The boys have grown since I last measured them in May! Like a half-inch for B2, and a quarter-inch for B1!

B1: 4'6.5"
B2: 3'7.5"

They're growing and growing!

Whew (2)

Yesterday's diatribe was my 400th post on this particular blog. Just carrying a lot of emotional pain, alas. I roll with most everything in life, but there are a few things that are just too painful to roll with, and he's one of those things. I swear, the past couple of years have been packed with emotional pain! Good timing! It can only get better, I think. Move forward, onward, upward. That kinda thing. Try to stay productive, get writing done, get Exene the hell out of my mix (the dire economy of 2008-09, the Great Recession, really, really made those years dreadful), and find the fun and the happy. Get my own little place, move forward. I have discovered that I can handle a lot of emotional pain and remain functional; something I didn't realize I had that in me.

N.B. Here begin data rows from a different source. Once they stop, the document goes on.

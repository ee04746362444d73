//! forge::factory
//!
//! Provisioner selection and creation.
//!
//! # Design
//!
//! The engine asks for a provisioner through [`create_provisioner`] and
//! never names a concrete implementation. Selection is by
//! [`Service`]; credentials are loaded here so that a missing token fails
//! before any network traffic.

use super::github::GitHubProvisioner;
use super::gitlab::GitLabProvisioner;
use super::ssh::{ShellProvisioner, SshShell};
use super::traits::{ForgeError, Provisioner};
use crate::core::config::Config;
use crate::core::target::DEFAULT_GITLAB_HOST;
use crate::core::types::{Service, TargetDescriptor};
use crate::secrets::{credentials, SecretStore};
use crate::ui::prompts::Prompter;

/// What a provisioner may need beyond the target itself.
pub struct ProvisionerDeps<'a> {
    pub config: &'a Config,
    pub secrets: &'a dyn SecretStore,
    /// Present only in interactive sessions.
    pub prompter: Option<&'a dyn Prompter>,
}

/// Create the provisioner for `target.service`.
///
/// # Errors
///
/// - [`ForgeError::Credentials`] if the service's credentials are missing
/// - [`ForgeError::UnsupportedOperation`] for an unresolved target
pub fn create_provisioner(
    target: &TargetDescriptor,
    deps: &ProvisionerDeps<'_>,
) -> Result<Box<dyn Provisioner>, ForgeError> {
    match target.service {
        Service::GitHub => {
            let creds = credentials::github(deps.secrets)?;
            Ok(Box::new(GitHubProvisioner::with_api_base(
                creds,
                deps.config.github_api_base(),
            )))
        }
        Service::GitLab => {
            let host = target.host.as_deref().unwrap_or(DEFAULT_GITLAB_HOST);
            let creds = credentials::gitlab(deps.secrets, host, deps.prompter)?;
            Ok(Box::new(GitLabProvisioner::new(
                creds,
                host,
                deps.config.gitlab_api_base(host),
            )))
        }
        Service::NamedSite | Service::RawSsh => {
            Ok(Box::new(ShellProvisioner::new(Box::new(SshShell))))
        }
        Service::None => Err(ForgeError::UnsupportedOperation(
            "no target service resolved".into(),
        )),
    }
}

I've been watching Season 1 of "The Wire" -- good show. I don't generally like cop shows, but it's entertaining. HBO typically has it sewn up, those dramas. The absence of ad breaks and the ability to follow stories from episode to episode (versus having it wrap up in an hour), it makes a big difference. Good stuff.

Monday, June 7, 2010

Whew

Man. Blogger was down and I was unable to blog for about 24 hours. Not sure what that was about.

My biological father is dying. I didn't find this out from him directly, but from one of my half-sisters, who thought I'd known about it. But she was closer to him than I ever was -- he was a rotten dad. So much of who I am comes from reacting against who he is, finding the way to Good by understanding the Bad, where parenting is concerned. Not everybody's cut out to be a parent, I guess, which is about the most charitable thing I can say. It's weird for me, because his ghost has been with me since my folks divorced in 1975, and I've found my way without really ever understanding what of him was in me (besides height and smarts). I don't know, because he was singularly guarded about everything that he was, and you could never be sure you were getting a straight answer from him or not. The emotions I remember most with him are those of reproach, guilt, fear, anger -- I remember pain and hurt. I remember him locking me out of the house and taunting me from the other side of the screened door and saying that I couldn't get inside to see my mom. This was me at four or five years of age. I can still see it and hear it, me crying and furious and him mocking from the kitchen. One of many happy memories. I asked my mom about that and other things, what it was all about, and she theorized that maybe he was jealous, because he realized she liked me more than him, and he took it out on me. Not sure.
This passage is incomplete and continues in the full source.